This is a repository of openly available hypergraph datasets in JSON format with documentation more extensively describing the datasets. This is loosely inspired by Datasheets for Datasets by Gebru et al. You can find scripts for converting the original datasets on the XGI-DATA Github Page.


Overview of the xgi-data format

The xgi-data format for hypergraph data sets is a JSON data structure with the following structure:

  • "hypergraph-data": This tag accesses the attributes of the entire hypergraph dataset such as the authors or dataset name.
  • "node-data": This tag accesses the nodes of the hypergraph and their associated properties as a dictionary where the keys are node IDs and the corresponding values are dictionaries.
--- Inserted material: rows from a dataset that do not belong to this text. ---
//! ODK Condensation Library
//!
//! A reusable library for condensing ODK Collect form submissions into one
//! analysis row each, from the interaction log recorded while the form was
//! filled in and the submitted XML document.
//!
//! # Architecture
//!
//! Each instance goes through the same pipeline:
//! - The log parser turns `log.txt` into a lazy stream of typed events
//! - The timeline engine replays the events into per-prompt metrics
//! - The XML reader extracts the form id and requested tag values
//! - The schema resolver decides which columns the instance contributes
//! - The output table appends the row to a CSV file, rejecting header mismatches
//!
//! Finding instances on disk, running them in parallel and reporting are in
//! the application layer (odk-condense-cli).
//!
//! # Example Usage
//!
//! ```no_run
//! use odk_condense::{Condenser, EngineConfig, LookupTable, OutputTable, WriteMode};
//! use std::path::Path;
//!
//! let lookup = LookupTable::from_file(Path::new("lookup.json")).unwrap();
//! let condenser = Condenser::new(EngineConfig::new().with_break_threshold_ms(15_000))
//!     .with_lookup(lookup);
//!
//! let mut table = OutputTable::open(Path::new("condensed.csv"), WriteMode::Append).unwrap();
//!
//! let condensed = condenser.condense_dir(Path::new("instances/uuid1234")).unwrap();
//! if !table.contains(&condensed.record.instance_id) {
//!     table.append(&condensed.columns(), &condensed.row()).unwrap();
//! }
//! ```

// Public modules
pub mod condenser;
pub mod config;
pub mod instance;
pub mod logparse;
pub mod lookup;
pub mod resolver;
pub mod timeline;
pub mod types;
pub mod writer;
pub mod xml;

// Re-export main types for convenience
pub use condenser::{Condensed, Condenser};
pub use config::{EngineConfig, DEFAULT_BREAK_THRESHOLD_MS, DEFAULT_SCREEN_GROUP_MS};
pub use instance::{InstanceArtifacts, InstanceDir};
pub use logparse::{EventStream, LogParser};
pub use lookup::{FormCatalog, FormIdentity, FormSchema, LookupIssue, LookupStats, LookupTable};
pub use resolver::{ResolvedSchema, SchemaResolver};
pub use timeline::TimelineEngine;
pub use types::{
    CondenseError, Event, EventKind, FileSizes, HeaderMismatch, InstanceRecord, Millis,
    PromptMetrics, Result, TimelineSummary,
};
pub use writer::{OutputTable, WriteMode};
pub use xml::{SubmissionDocument, SubmissionHeader};

/// Library version
pub const VERSION: &str = env!("CARGO_PKG_VERSION");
If a node doesn't have any properties, the associated dictionary is empty.
    • "name": This tag accesses the node's name if there is one that is different from the ID specified in the hyperedges.
    • Other tags are user-specified based on the particular attributes provided by the dataset.
  • "edge-data": This tag accesses the hyperedges of the hypergraph and their associated attributes.
    • "name": This tag accesses the edge's name if one is provided.
    • "timestamp": This is the tag specifying the time associated with the hyperedge if it is given. All times are stored in ISO8601 standard.
    • Other tags are user-specified based on the particular attributes provided by the dataset.
  • "edge-dict": This tag accesses the edge IDs and the corresponding nodes which participate in that hyperedge.

All IDs are strings but can be converted to other types if desired.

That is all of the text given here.